The Perils of Wishful Thinking on the Middle East - Walter Laqueur (World Affairs)

  • The reports from Cairo and other capitals described the Arab awakening as an event perhaps unprecedented in the annals of mankind. Some journalists predicted the Muslim Brotherhood and its allies would get at most 25% in free elections in Egypt. Then in December 2011 elections took place; the Islamists received 65% in the towns, more in the countryside.
  • Beyond the small and isolated freedom fighters were towns and suburbs where many millions lived in a desperately poor, overcrowded, and conservative society a world away from Jeffersonianism.
  • The partisans of Arab Spring failed to consider that under Mubarak the position of women and minorities had been better than under the new regime that would probably succeed him.

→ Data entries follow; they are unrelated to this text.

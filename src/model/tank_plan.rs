#[cfg(test)]
#[path = "../tests/model/tank_plan_test.rs"]
mod tests;
//
use super::compartment::{density_slot, CompartmentClass, SpecialKey};
use crate::error::{Error, StrErr};
use indexmap::{IndexMap, IndexSet};
///
/// Densities of the compartment contents.
///
/// Slot `n` (1-based) holds the density of the content digit `n` of tank ids.
#[derive(Clone, Debug, Default, PartialEq)]
pub struct DensityTable {
    slots: Vec<Option<f64>>,
}
//
//
impl DensityTable {
    ///
    /// Density of the slot `slot`, if populated.
    pub fn get(&self, slot: usize) -> Option<f64> {
        slot.checked_sub(1)
            .and_then(|id| self.slots.get(id).copied().flatten())
    }
    ///
    /// Number of slots, populated or not.
    pub fn len(&self) -> usize {
        self.slots.len()
    }
    //
    //
    pub fn is_empty(&self) -> bool {
        self.slots.is_empty()
    }
    ///
    /// Returns density of the content of compartment `id`.
    pub fn resolve(&self, id: &str) -> Result<f64, Error> {
        let slot = density_slot(id)?;
        self.get(slot).ok_or_else(|| Error::CompartmentResolution {
            id: id.to_owned(),
            cause: StrErr::from(format!(
                "DensityTable.resolve | Density slot {} out of populated range 1..={}",
                slot,
                self.slots.len()
            )),
        })
    }
}
//
//
impl From<Vec<Option<f64>>> for DensityTable {
    fn from(slots: Vec<Option<f64>>) -> Self {
        Self { slots }
    }
}
//
//
impl From<Vec<f64>> for DensityTable {
    fn from(densities: Vec<f64>) -> Self {
        Self {
            slots: densities.into_iter().map(Some).collect(),
        }
    }
}
///
/// Raw values of the loading condition compartments in the order of the book.
///
/// Meaning of the values depends on the compartment class (see [CompartmentClass]).
#[derive(Clone, Debug, Default)]
pub struct TankPlan {
    fields: IndexMap<String, Vec<f64>>,
    densities: DensityTable,
}
//
//
impl TankPlan {
    ///
    /// Creates a new instance.
    pub fn new(fields: IndexMap<String, Vec<f64>>, densities: DensityTable) -> Self {
        Self { fields, densities }
    }
    ///
    /// Values of compartment `id`, if present.
    pub fn fields(&self, id: &str) -> Option<&[f64]> {
        self.fields.get(id).map(Vec::as_slice)
    }
    ///
    /// Returns an iterator over compartments and their values.
    pub fn iter(&self) -> impl Iterator<Item = (&str, &[f64])> {
        self.fields
            .iter()
            .map(|(id, fields)| (id.as_str(), fields.as_slice()))
    }
    ///
    /// Compartment ids in the order of the book.
    pub fn ids(&self) -> IndexSet<String> {
        self.fields.keys().cloned().collect()
    }
    //
    //
    pub fn len(&self) -> usize {
        self.fields.len()
    }
    //
    //
    pub fn is_empty(&self) -> bool {
        self.fields.is_empty()
    }
    //
    //
    pub fn densities(&self) -> &DensityTable {
        &self.densities
    }
    ///
    /// Numbers of the cargo holds present in the plan.
    pub fn hold_numbers(&self) -> IndexSet<u8> {
        self.fields
            .keys()
            .filter_map(|id| match CompartmentClass::of(id) {
                Ok(CompartmentClass::CargoHold(hold)) => Some(hold),
                _ => None,
            })
            .collect()
    }
    ///
    /// Floating condition summary as printed in the book.
    ///
    /// It is the book's own result for the loading condition,
    /// not used in calculations.
    pub fn floating_condition(&self) -> Option<&[f64]> {
        self.fields(SpecialKey::FloatingCondition.as_ref())
    }
}
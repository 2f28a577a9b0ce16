use super::PageTextSource;
use crate::{
    common::dbg_id::DbgId,
    error::{Error, StrErr},
};
use lopdf::Document;
use std::path::Path;
///
/// PDF document read by `lopdf`.
pub struct PdfPages {
    dbgid: DbgId,
    document: Document,
    page_numbers: Vec<u32>,
}
//
//
impl PdfPages {
    ///
    /// Loads the document at `path`.
    pub fn open(parent: &DbgId, path: &Path) -> Result<Self, Error> {
        let dbgid = DbgId::with_parent(parent, "PdfPages");
        let mut document = Document::load(path).map_err(|err| {
            Error::SourceUnavailable(StrErr::from(format!(
                "{}.open | Unable to open PDF file='{}': {}",
                dbgid,
                path.display(),
                err
            )))
        })?;
        document.decompress();
        let mut page_numbers: Vec<u32> = document.get_pages().keys().copied().collect();
        page_numbers.sort_unstable();
        log::debug!(
            "{}.open | file='{}' pages={}",
            dbgid,
            path.display(),
            page_numbers.len()
        );
        Ok(Self {
            dbgid,
            document,
            page_numbers,
        })
    }
}
//
//
impl PageTextSource for PdfPages {
    fn page_count(&self) -> usize {
        self.page_numbers.len()
    }
    //
    //
    fn page(&self, index: usize) -> Option<Vec<char>> {
        let page_number = *self.page_numbers.get(index)?;
        match self.document.extract_text(&[page_number]) {
            Ok(text) => Some(text.chars().collect()),
            Err(err) => {
                log::warn!(
                    "{}.page | Skipped page={}: {}",
                    self.dbgid,
                    page_number,
                    err
                );
                None
            }
        }
    }
}
use clap::Parser;
use loadicator::{common::dbg_id::DbgId, Error, LoadingConditionId, Report, Ship, ShipConf};
use std::{
    io::{self, BufRead, Write},
    path::PathBuf,
    process::ExitCode,
};
/// Floating equilibrium of the ship in a loading condition of the trim and stability book.
#[derive(Parser, Debug)]
#[command(author, version, about)]
struct Cli {
    /// Two digit loading condition, e. g. `07`; prompted if omitted.
    condition: Option<String>,
    /// Directory of the reference documents.
    #[arg(long, default_value = "Data")]
    data_dir: PathBuf,
    /// File the results are written to.
    #[arg(long, default_value = "Results.txt")]
    output: PathBuf,
}
//
//
fn main() -> ExitCode {
    env_logger::Builder::from_env(env_logger::Env::default().default_filter_or("info")).init();
    let cli = Cli::parse();
    match run(&cli) {
        Ok(()) => ExitCode::SUCCESS,
        Err(err) => {
            eprintln!("{}", err);
            ExitCode::FAILURE
        }
    }
}
//
//
fn run(cli: &Cli) -> Result<(), Box<dyn std::error::Error>> {
    let dbgid = DbgId("loadicator".to_owned());
    let input = match &cli.condition {
        Some(condition) => condition.clone(),
        None => prompt("Enter Loading Condition: ")?,
    };
    let condition: LoadingConditionId = input.trim().parse()?;
    let ship = Ship::new(&dbgid, ShipConf::from_data_dir(&cli.data_dir));
    let result = ship.equilibrium(&condition)?;
    std::fs::write(&cli.output, Report::new(&condition, &result).to_string()).map_err(|err| {
        format!(
            "{}.run | Failed to open '{}' for writing: {}",
            dbgid,
            cli.output.display(),
            err
        )
    })?;
    println!("Results have been written to {}", cli.output.display());
    Ok(())
}
///
/// Reads a line from stdin after printing `message`.
fn prompt(message: &str) -> Result<String, Error> {
    let read = || -> io::Result<String> {
        print!("{}", message);
        io::stdout().flush()?;
        let mut line = String::new();
        io::stdin().lock().read_line(&mut line)?;
        Ok(line)
    };
    read().map_err(|err| {
        Error::MalformedCondition(format!("main.prompt | Failed reading input: {}", err).into())
    })
}
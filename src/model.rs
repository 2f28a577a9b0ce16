//!
//! The ship loading condition and its floating equilibrium.
//!
//! - [tank_plan] - raw compartment data of a loading condition,
//! - [compartment] - classification of compartment ids,
//! - [loading_condition] - mass and center of gravity of each compartment,
//! - [equilibrium] - displacement, trim, heel, and draughts of the ship,
//! - [ship] - the whole pipeline from reference documents to the result.
//
pub mod compartment;
pub mod equilibrium;
pub mod loading_condition;
pub mod loading_condition_id;
pub mod ship;
pub mod ship_conf;
pub mod tank_plan;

  • Desirability bias affected our thinking about foreign affairs. Dissatisfaction with the status quo was mistaken for an overwhelming embrace of the universalism of liberty and democracy - and ignored the strength of the Islamists and of nationalism itself.
  • It should have been clear that the odds against the emergence of a democratic order in the foreseeable future in the Arab world were impossibly heavy: The lack of a democratic tradition, the great and growing influence of Islamism, the weakness of the secular forces and their disunity, overpopulation in a country like Egypt, and the inherent poverty.